TO DO:
For this exercise, reproduce the entries below exactly, but only from the line containing "producer of tokens" through the line containing "pub fn parse_guid(text: &str)", both included.
[Opening DATA section]
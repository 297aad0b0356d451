//! In-memory scene model produced by the schema parser
//!
//! The model keeps only what a mesh consumer needs: vertices with normals
//! and texture coordinates, triangles, materials and texture names.

/// 3-component vector
pub type Vector3 = [f32; 3];

/// 2-component vector
pub type Vector2 = [f32; 2];

/// Material draw flags
#[derive(Debug, Clone, Copy, PartialEq, Eq, Default)]
pub struct DrawFlags(pub u8);

impl DrawFlags {
    /// Render both faces of each triangle
    pub const DOUBLE_SIDED: DrawFlags = DrawFlags(0x01);
    /// Project a shadow onto the ground plane
    pub const GROUND_SHADOW: DrawFlags = DrawFlags(0x02);
    /// Render into the shadow map
    pub const CAST_SHADOW: DrawFlags = DrawFlags(0x04);

    /// Whether every flag in `other` is set
    pub fn contains(&self, other: DrawFlags) -> bool {
        self.0 & other.0 == other.0
    }
}

impl std::ops::BitOr for DrawFlags {
    type Output = DrawFlags;

    fn bitor(self, rhs: DrawFlags) -> DrawFlags {
        DrawFlags(self.0 | rhs.0)
    }
}

/// How a sphere texture is combined with the base color
#[derive(Debug, Clone, Copy, PartialEq, Eq, Default)]
pub enum SphereMode {
    /// No sphere texture
    #[default]
    None,
    /// `.sph` files: multiply
    Multiply,
    /// `.spa` files: add
    Add,
}

/// One surface material
#[derive(Debug, Clone, PartialEq)]
pub struct Material {
    /// Object name, when the material was declared with one
    pub name: Option<String>,
    /// Diffuse RGBA (`faceColor`)
    pub diffuse: [f32; 4],
    /// Specular RGB
    pub specular: [f32; 3],
    /// Specular exponent
    pub specular_power: f32,
    /// Ambient RGB (`emissiveColor`)
    pub ambient: [f32; 3],
    /// Draw flags
    pub flags: DrawFlags,
    /// Index into [`SceneModel::textures`]
    pub texture_index: Option<usize>,
    /// Index into [`SceneModel::textures`] of the sphere texture
    pub sphere_texture_index: Option<usize>,
    /// Sphere texture blending
    pub sphere_mode: SphereMode,
}

impl Default for Material {
    fn default() -> Self {
        Self {
            name: None,
            diffuse: [1.0, 1.0, 1.0, 1.0],
            specular: [0.0; 3],
            specular_power: 0.0,
            ambient: [0.0; 3],
            flags: DrawFlags::GROUND_SHADOW | DrawFlags::CAST_SHADOW,
            texture_index: None,
            sphere_texture_index: None,
            sphere_mode: SphereMode::None,
        }
    }
}

/// Values of the optional `Header` object
#[derive(Debug, Clone, Copy, PartialEq, Eq)]
pub struct HeaderInfo {
    /// Major version
    pub major: u32,
    /// Minor version
    pub minor: u32,
    /// Flags
    pub flags: u32,
}

/// Complete result of loading one document
#[derive(Debug, Clone, Default, PartialEq)]
pub struct SceneModel {
    /// Vertex positions
    pub positions: Vec<Vector3>,
    /// Per-vertex normals (zero when the document has none)
    pub normals: Vec<Vector3>,
    /// Per-vertex texture coordinates (zero when the document has none)
    pub uvs: Vec<Vector2>,
    /// Triangles as vertex indices
    pub faces: Vec<[u32; 3]>,
    /// Material index of each triangle
    pub face_materials: Vec<usize>,
    /// Materials in declaration order
    pub materials: Vec<Material>,
    /// Unique texture file names in first-use order
    pub textures: Vec<String>,
    /// `Header` object, if present
    pub header: Option<HeaderInfo>,
}

impl SceneModel {
    /// Number of vertices
    pub fn vertex_count(&self) -> usize {
        self.positions.len()
    }

    /// Index of `name` in the texture list, adding it if new
    pub fn intern_texture(&mut self, name: &str) -> usize {
        match self.textures.iter().position(|t| t == name) {
            Some(index) => index,
            None => {
                self.textures.push(name.to_string());
                self.textures.len() - 1
            }
        }
    }

    /// Triangles that use material `index`
    pub fn faces_for_material(&self, index: usize) -> impl Iterator<Item = &[u32; 3]> + '_ {
        self.faces
            .iter()
            .zip(&self.face_materials)
            .filter(move |(_, &material)| material == index)
            .map(|(face, _)| face)
    }
}
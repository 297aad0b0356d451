//! DEFLATE (RFC1951) decompression
//!
//! This module provides a self-contained inflate implementation: a bit
//! cursor, canonical Huffman tables and the block decoder. It is used by the
//! MSZip frame decoder but works on any raw DEFLATE stream.

mod cursor;
mod engine;
mod huffman;

pub use cursor::BitCursor;
pub use engine::{Block, InflateStats, Inflater};
pub use huffman::{CanonicalHuffmanSymbol, CanonicalHuffmanTable, FIXED_LITERAL_TABLE};

use crate::Result;

pub use crate::common::MAX_WINDOW_SIZE;

/// Longest code length allowed by DEFLATE
pub const MAX_CODE_BITS: usize = 15;

/// Number of symbols in the fixed literal/length alphabet
pub const FIXED_LITERAL_COUNT: usize = 288;

/// Maximum literal/length codes in a dynamic block
pub const MAX_LITERAL_CODES: usize = 286;

/// Maximum distance codes in a dynamic block
pub const MAX_DISTANCE_CODES: usize = 30;

/// Size of the code length alphabet
pub const CODE_LENGTH_CODES: usize = 19;

/// End-of-block literal/length symbol
pub const END_OF_BLOCK: u16 = 256;

/// Block type selector: stored
pub const BLOCK_STORED: u32 = 0;

/// Block type selector: fixed Huffman codes
pub const BLOCK_FIXED: u32 = 1;

/// Block type selector: dynamic Huffman codes
pub const BLOCK_DYNAMIC: u32 = 2;

/// Order in which code length code lengths are transmitted
pub const CODE_LENGTH_ORDER: [usize; CODE_LENGTH_CODES] = [
    16, 17, 18, 0, 8, 7, 9, 6, 10, 5, 11, 4, 12, 3, 13, 2, 14, 1, 15,
];

/// Base lengths for symbols 257..=285
pub const LENGTH_BASE: [u16; 29] = [
    3, 4, 5, 6, 7, 8, 9, 10, 11, 13, 15, 17, 19, 23, 27, 31, 35, 43, 51, 59, 67, 83, 99, 115,
    131, 163, 195, 227, 258,
];

/// Extra bits for symbols 257..=285
pub const LENGTH_EXTRA_BITS: [u8; 29] = [
    0, 0, 0, 0, 0, 0, 0, 0, 1, 1, 1, 1, 2, 2, 2, 2, 3, 3, 3, 3, 4, 4, 4, 4, 5, 5, 5, 5, 0,
];

/// Base distances for distance symbols 0..=29
pub const DISTANCE_BASE: [u16; 30] = [
    1, 2, 3, 4, 5, 7, 9, 13, 17, 25, 33, 49, 65, 97, 129, 193, 257, 385, 513, 769, 1025, 1537,
    2049, 3073, 4097, 6145, 8193, 12289, 16385, 24577,
];

/// Extra bits for distance symbols 0..=29
pub const DISTANCE_EXTRA_BITS: [u8; 30] = [
    0, 0, 0, 0, 1, 1, 2, 2, 3, 3, 4, 4, 5, 5, 6, 6, 7, 7, 8, 8, 9, 9, 10, 10, 11, 11, 12, 12, 13,
    13,
];

/// Convenience function to inflate a raw DEFLATE stream in memory
pub fn inflate(data: &[u8]) -> Result<Vec<u8>> {
    Inflater::new(data.to_vec()).inflate()
}

/// Inflate a raw DEFLATE stream whose back-references may reach into `dictionary`
pub fn inflate_with_dictionary(data: &[u8], dictionary: &[u8]) -> Result<Vec<u8>> {
    Inflater::with_dictionary(data.to_vec(), dictionary).inflate()
}
//! Token streams for the two lexical encodings
//!
//! Text and binary documents share one grammar. Both scanners produce the
//! same [`Token`] values so the schema parser never needs to know which
//! encoding it is reading.

mod binary;
mod text;

pub use binary::BinaryTokenReader;
pub use text::TextTokenizer;

use crate::Result;
use std::fmt;

/// One lexical token
#[derive(Debug, Clone, PartialEq)]
pub enum Token {
    /// Identifier or keyword
    Name(String),
    /// Quoted string literal
    StringLit(String),
    /// Single integer
    Integer(u32),
    /// Single decimal or negative literal (text documents only)
    Float(f64),
    /// Binary run of integers
    IntegerList(Vec<u32>),
    /// Binary run of floats
    FloatList(Vec<f64>),
    /// 16-byte GUID in its in-memory layout
    Guid([u8; 16]),
    /// `{`
    OpenBrace,
    /// `}`
    CloseBrace,
    /// `(`
    OpenParen,
    /// `)`
    CloseParen,
    /// `[`
    OpenBracket,
    /// `]`
    CloseBracket,
    /// `<`
    OpenAngle,
    /// `>`
    CloseAngle,
    /// `;`
    Semicolon,
    /// `,`
    Comma,
    /// `.`
    Dot,
}

impl Token {
    /// Whether this token only separates values
    pub fn is_separator(&self) -> bool {
        matches!(self, Token::Semicolon | Token::Comma)
    }
}

impl fmt::Display for Token {
    fn fmt(&self, f: &mut fmt::Formatter<'_>) -> fmt::Result {
        match self {
            Token::Name(name) => write!(f, "name '{name}'"),
            Token::StringLit(s) => write!(f, "string \"{s}\""),
            Token::Integer(n) => write!(f, "integer {n}"),
            Token::Float(x) => write!(f, "float {x}"),
            Token::IntegerList(list) => write!(f, "integer list of {}", list.len()),
            Token::FloatList(list) => write!(f, "float list of {}", list.len()),
            Token::Guid(guid) => write!(f, "GUID <{}>", format_guid(guid)),
            Token::OpenBrace => f.write_str("'{'"),
            Token::CloseBrace => f.write_str("'}'"),
            Token::OpenParen => f.write_str("'('"),
            Token::CloseParen => f.write_str("')'"),
            Token::OpenBracket => f.write_str("'['"),
            Token::CloseBracket => f.write_str("']'"),
            Token::OpenAngle => f.write_str("'<'"),
            Token::CloseAngle => f.write_str("'>'"),
            Token::Semicolon => f.write_str("';'"),
            Token::Comma => f.write_str("','"),
            Token::Dot => f.write_str("'.'"),
        }
    }
}

/// A forward-only producer of tokens
pub trait TokenSource {
    /// Next token, or `None` at the end of the document
    fn next_token(&mut self) -> Result<Option<Token>>;

    /// Offset of the next unread token (bytes for binary, characters for text)
    fn offset(&self) -> u64;
}

impl<S: TokenSource + ?Sized> TokenSource for Box<S> {
    fn next_token(&mut self) -> Result<Option<Token>> {
        (**self).next_token()
    }

    fn offset(&self) -> u64 {
        (**self).offset()
    }
}

/// Format a GUID as `XXXXXXXX-XXXX-XXXX-XXXX-XXXXXXXXXXXX`
pub fn format_guid(guid: &[u8; 16]) -> String {
    let data1 = u32::from_le_bytes([guid[0], guid[1], guid[2], guid[3]]);
    let data2 = u16::from_le_bytes([guid[4], guid[5]]);
    let data3 = u16::from_le_bytes([guid[6], guid[7]]);
    format!(
        "{:08X}-{:04X}-{:04X}-{:02X}{:02X}-{:02X}{:02X}{:02X}{:02X}{:02X}{:02X}",
        data1,
        data2,
        data3,
        guid[8],
        guid[9],
        guid[10],
        guid[11],
        guid[12],
        guid[13],
        guid[14],
        guid[15]
    )
}

/// Parse `XXXXXXXX-XXXX-XXXX-XXXX-XXXXXXXXXXXX` into the in-memory layout
pub fn parse_guid(text: &str) -> Option<[u8; 16]> {
    let parts: Vec<&str> = text.split('-').collect();
    let widths = [8, 4, 4, 4, 12];
    if parts.len() != widths.len()
        || parts
            .iter()
            .zip(widths)
            .any(|(part, width)| part.len() != width || !part.bytes().all(|b| b.is_ascii_hexdigit()))
    {
        return None;
    }

    let mut guid = [0u8; 16];
    guid[0..4].copy_from_slice(&u32::from_str_radix(parts[0], 16).ok()?.to_le_bytes());
    guid[4..6].copy_from_slice(&u16::from_str_radix(parts[1], 16).ok()?.to_le_bytes());
    guid[6..8].copy_from_slice(&u16::from_str_radix(parts[2], 16).ok()?.to_le_bytes());
    let tail = format!("{}{}", parts[3], parts[4]);
    for (i, byte) in guid[8..16].iter_mut().enumerate() {
        *byte = u8::from_str_radix(&tail[i * 2..i * 2 + 2], 16).ok()?;
    }
    Some(guid)
}

/// Collect a whole stream, for tests and diagnostics
pub fn collect_tokens<S: TokenSource>(source: &mut S) -> Result<Vec<Token>> {
    let mut tokens = Vec::new();
    while let Some(token) = source.next_token()? {
        tokens.push(token);
    }
    Ok(tokens)
}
[Closing DATA section]
TASK SOLUTION:
/// A forward-only producer of tokens
pub trait TokenSource {
    /// Next token, or `None` at the end of the document
    fn next_token(&mut self) -> Result<Option<Token>>;

    /// Offset of the next unread token (bytes for binary, characters for text)
    fn offset(&self) -> u64;
}

impl<S: TokenSource + ?Sized> TokenSource for Box<S> {
    fn next_token(&mut self) -> Result<Option<Token>> {
        (**self).next_token()
    }

    fn offset(&self) -> u64 {
        (**self).offset()
    }
}

/// Format a GUID as `XXXXXXXX-XXXX-XXXX-XXXX-XXXXXXXXXXXX`
pub fn format_guid(guid: &[u8; 16]) -> String {
    let data1 = u32::from_le_bytes([guid[0], guid[1], guid[2], guid[3]]);
    let data2 = u16::from_le_bytes([guid[4], guid[5]]);
    let data3 = u16::from_le_bytes([guid[6], guid[7]]);
    format!(
        "{:08X}-{:04X}-{:04X}-{:02X}{:02X}-{:02X}{:02X}{:02X}{:02X}{:02X}{:02X}",
        data1,
        data2,
        data3,
        guid[8],
        guid[9],
        guid[10],
        guid[11],
        guid[12],
        guid[13],
        guid[14],
        guid[15]
    )
}

/// Parse `XXXXXXXX-XXXX-XXXX-XXXX-XXXXXXXXXXXX` into the in-memory layout
pub fn parse_guid(text: &str) -> Option<[u8; 16]> {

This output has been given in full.